Продолжаю читать Оза «Повесть о любви и тьме». Был какой-то момент- хотела бросить, но потом продолжила и втянулась)
Цитаты: «Весь дом был заполнен книгами: отец читал на шестнадцати или семнадцати языках и говорил на одиннадцати (на всех - с русским акцентом). Мама говорила на четырех или пяти языках и читала на семи или восьми. Если они хотели, чтобы я их не понял, то говорили друг с другом по-русски или по-польски.»
«Толстовцы нашего квартала (родители называли их на ивритский лад - «толстойщики») были все воинствующими вегетарианцами, блюстителями морали, они стремились исправить мир, всеми силами души любили природу, любили все человечество, любили каждое живое существо, кем бы оно ни было, они были воодушевлены пацифистскими идеями и полны неизбывной тоски по трудовой жизни, простой и чистой. Все они страстно мечтали о настоящей крестьянской работе, в поле или фруктовом саду, но даже собственные непритязательные комнатные цветы в горшках им вырастить не удавалось: то ли поливали их столь усердно, что цветы отдавали Богу душу, то ли забывали поливать. А возможно, виновата в этом была враждебная нам британская администрация, имевшая обыкновение сильно хлорировать воду»
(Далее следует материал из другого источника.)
#[cfg(test)]
mod tests {
    use super::*;
    use crate::sync::{MemorySettingsTransport, TransportMode};
    use std::sync::Arc;
    use tokio::io::{AsyncReadExt, AsyncWriteExt};
    use tokio::net::TcpListener;
    use tokio::task::JoinHandle;

    fn subscription() -> PushSubscriptionRecord {
        PushSubscriptionRecord::new("https://push.example.test/send/1", vec![0xfb, 0xff], b"auth".to_vec())
    }

    /// Answer one request with `status` and `body`; yields the raw request.
    async fn serve_once(
        status: &'static str,
        body: &'static str,
    ) -> (PushConfig, JoinHandle<String>) {
        let listener = TcpListener::bind("127.0.0.1:0").await.unwrap();
        let config = PushConfig {
            settings_url: format!("http://{}/graphql", listener.local_addr().unwrap()),
            request_timeout_seconds: 5,
            ..PushConfig::default()
        };

        let server = tokio::spawn(async move {
            let (mut socket, _) = listener.accept().await.unwrap();
            let mut request = Vec::new();
            let mut buf = [0u8; 4096];
            while !request_complete(&request) {
                let n = socket.read(&mut buf).await.unwrap();
                if n == 0 {
                    break;
                }
                request.extend_from_slice(&buf[..n]);
            }

            let response = format!(
                "HTTP/1.1 {}\r\ncontent-type: application/json\r\ncontent-length: {}\r\nconnection: close\r\n\r\n{}",
                status,
                body.len(),
                body
            );
            socket.write_all(response.as_bytes()).await.unwrap();
            let _ = socket.shutdown().await;
            String::from_utf8_lossy(&request).into_owned()
        });

        (config, server)
    }

    fn request_complete(request: &[u8]) -> bool {
        let text = String::from_utf8_lossy(request);
        let Some(head_end) = text.find("\r\n\r\n") else {
            return false;
        };
        let length = text[..head_end]
            .lines()
            .filter_map(|line| line.split_once(':'))
            .find(|(name, _)| name.eq_ignore_ascii_case("content-length"))
            .and_then(|(_, value)| value.trim().parse::<usize>().ok())
            .unwrap_or(0);
        request.len() >= head_end + 4 + length
    }

    fn http_client(config: &PushConfig) -> BackendSyncClient<HttpSettingsTransport> {
        BackendSyncClient::new(HttpSettingsTransport::from_config(config).unwrap())
    }

    #[tokio::test]
    async fn test_http_send_confirmed() {
        let (config, server) = serve_once(
            "200 OK",
            r#"{"data":{"updateUserSettings":{"settings":{"enableBrowserPushNotifications":true,"pushSubscriptionEndpoint":"https://push.example.test/send/1"},"errors":null}}}"#,
        )
        .await;

        assert!(http_client(&config).send(&subscription(), "user-1").await);

        let request = server.await.unwrap();
        assert!(request.starts_with("POST /graphql "));
        let body = &request[request.find("\r\n\r\n").unwrap() + 4..];
        let body: Value = serde_json::from_str(body).unwrap();
        assert_eq!(body["query"], UPDATE_SETTINGS_MUTATION);
        assert_eq!(body["variables"]["userId"], "user-1");
        assert_eq!(
            body["variables"]["input"]["pushSubscriptionEndpoint"],
            "https://push.example.test/send/1"
        );
    }

    #[tokio::test]
    async fn test_http_send_false_on_field_errors() {
        let (config, server) = serve_once(
            "200 OK",
            r#"{"data":{"updateUserSettings":{"settings":null,"errors":[{"field":"pushSubscriptionEndpoint","message":"invalid"}]}}}"#,
        )
        .await;

        assert!(!http_client(&config).send(&subscription(), "user-1").await);
        server.await.unwrap();
    }

    #[tokio::test]
    async fn test_http_server_error_is_sync_error() {
        let (config, server) =
            serve_once("500 Internal Server Error", r#"{"error":"boom"}"#).await;
        let transport = HttpSettingsTransport::from_config(&config).unwrap();

        let result = transport
            .update_settings("user-1", &SettingsUpdate::enable(&subscription()).unwrap())
            .await;

        assert!(matches!(result, Err(PushError::Sync { .. })));
        server.await.unwrap();
    }

    #[tokio::test]
    async fn test_http_send_false_on_server_error() {
        let (config, server) = serve_once("500 Internal Server Error", "{}").await;

        assert!(!http_client(&config).send(&subscription(), "user-1").await);
        server.await.unwrap();
    }

    #[tokio::test]
    async fn test_http_send_false_when_refused() {
        let listener = TcpListener::bind("127.0.0.1:0").await.unwrap();
        let config = PushConfig {
            settings_url: format!("http://{}/graphql", listener.local_addr().unwrap()),
            request_timeout_seconds: 5,
            ..PushConfig::default()
        };
        drop(listener);

        assert!(!http_client(&config).send(&subscription(), "user-1").await);
    }

    #[test]
    fn test_enable_update_wire_shape() {
        let update = SettingsUpdate::enable(&subscription()).unwrap();
        let json = serde_json::to_value(&update).unwrap();

        assert_eq!(json["enableBrowserPushNotifications"], true);
        assert_eq!(json["pushSubscriptionEndpoint"], "https://push.example.test/send/1");
        assert_eq!(
            json["pushSubscriptionKeys"],
            r#"{"p256dh":"+/8=","auth":"YXV0aA=="}"#
        );
    }

    #[test]
    fn test_disable_update_clears_endpoint() {
        let update = SettingsUpdate::disable();
        assert!(!update.enable_browser_push_notifications);
        assert!(update.push_subscription_endpoint.is_empty());
    }

    #[test]
    fn test_confirmed_requires_settings_and_no_errors() {
        let settings = Some(SyncedSettings::default());
        let error = FieldError {
            field: None,
            message: "nope".to_string(),
        };

        assert!(SettingsUpdateResponse { settings: settings.clone(), errors: None }.is_confirmed());
        assert!(SettingsUpdateResponse { settings: settings.clone(), errors: Some(vec![]) }.is_confirmed());
        assert!(!SettingsUpdateResponse { settings, errors: Some(vec![error]) }.is_confirmed());
        assert!(!SettingsUpdateResponse::default().is_confirmed());
    }

    #[test]
    fn test_parse_envelope_success() {
        let response = parse_envelope(json!({
            "data": {"updateUserSettings": {
                "settings": {"enableBrowserPushNotifications": true, "pushSubscriptionEndpoint": "e"},
                "errors": null
            }}
        }))
        .unwrap();

        assert!(response.is_confirmed());
        assert_eq!(
            response.settings.unwrap().push_subscription_endpoint.as_deref(),
            Some("e")
        );
    }

    #[test]
    fn test_parse_envelope_folds_top_level_errors() {
        let response = parse_envelope(json!({
            "data": null,
            "errors": [{"message": "not authorized"}]
        }))
        .unwrap();

        assert!(!response.is_confirmed());
        assert_eq!(response.errors.unwrap()[0].message, "not authorized");
    }

    #[test]
    fn test_parse_envelope_field_errors() {
        let response = parse_envelope(json!({
            "data": {"updateUserSettings": {
                "settings": null,
                "errors": [{"field": "pushSubscriptionEndpoint", "message": "invalid"}]
            }}
        }))
        .unwrap();

        assert!(!response.is_confirmed());
    }

    #[tokio::test]
    async fn test_send_true_when_confirmed() {
        let transport = Arc::new(MemorySettingsTransport::new());
        let client = BackendSyncClient::new(Arc::clone(&transport));

        assert!(client.send(&subscription(), "user-1").await);

        let requests = transport.requests();
        assert_eq!(requests.len(), 1);
        assert_eq!(requests[0].0, "user-1");
        assert!(requests[0].1.enable_browser_push_notifications);
    }

    #[tokio::test]
    async fn test_send_false_on_field_errors() {
        let transport = MemorySettingsTransport::with_mode(TransportMode::Rejecting("invalid".to_string()));
        let client = BackendSyncClient::new(transport);

        assert!(!client.send(&subscription(), "user-1").await);
    }

    #[tokio::test]
    async fn test_send_false_on_transport_failure() {
        let transport = MemorySettingsTransport::with_mode(TransportMode::Unreachable);
        let client = BackendSyncClient::new(transport);

        assert!(!client.send(&subscription(), "user-1").await);
    }

    #[tokio::test]
    async fn test_send_disabled() {
        let transport = Arc::new(MemorySettingsTransport::new());
        let client = BackendSyncClient::new(Arc::clone(&transport));

        assert!(client.send_disabled("user-1").await);
        assert!(!transport.requests()[0].1.enable_browser_push_notifications);
    }
}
« могли на протяжении трех-четырех часов спорить о Ницше, Сталине, Фрейде, Жаботинском, спорить со слезами и пафосом, вкладывая в это всю душу. И когда они толковали о коллективизме, об антисемитизме, о справедливости, об «аграрном» или «женском» вопросе, об отношении искусства и жизни, их речи звучали как музыка. Но едва они пытались выразить свое личное чувство, выходило нечто вымученное, сухое, возможно, даже полное опасений и страха. Это было результатом того подавления чувств и тех запретов, что передавались из поколения в поколение. Система запретов и тормозов была удвоенной: правила поведения европейской буржуазии умножались на обычаи религиозного еврейского местечка. Почти все было «запрещено», или «не принято», или «некрасиво».Кроме того, в то время ощущался некий существенный дефицит слов: иврит все еще не стал языком достаточно естественным и уж, без сомнения, не был языком интимным. Трудно было предвидеть заранее, что у тебя получится, когда ты говоришь на иврите. »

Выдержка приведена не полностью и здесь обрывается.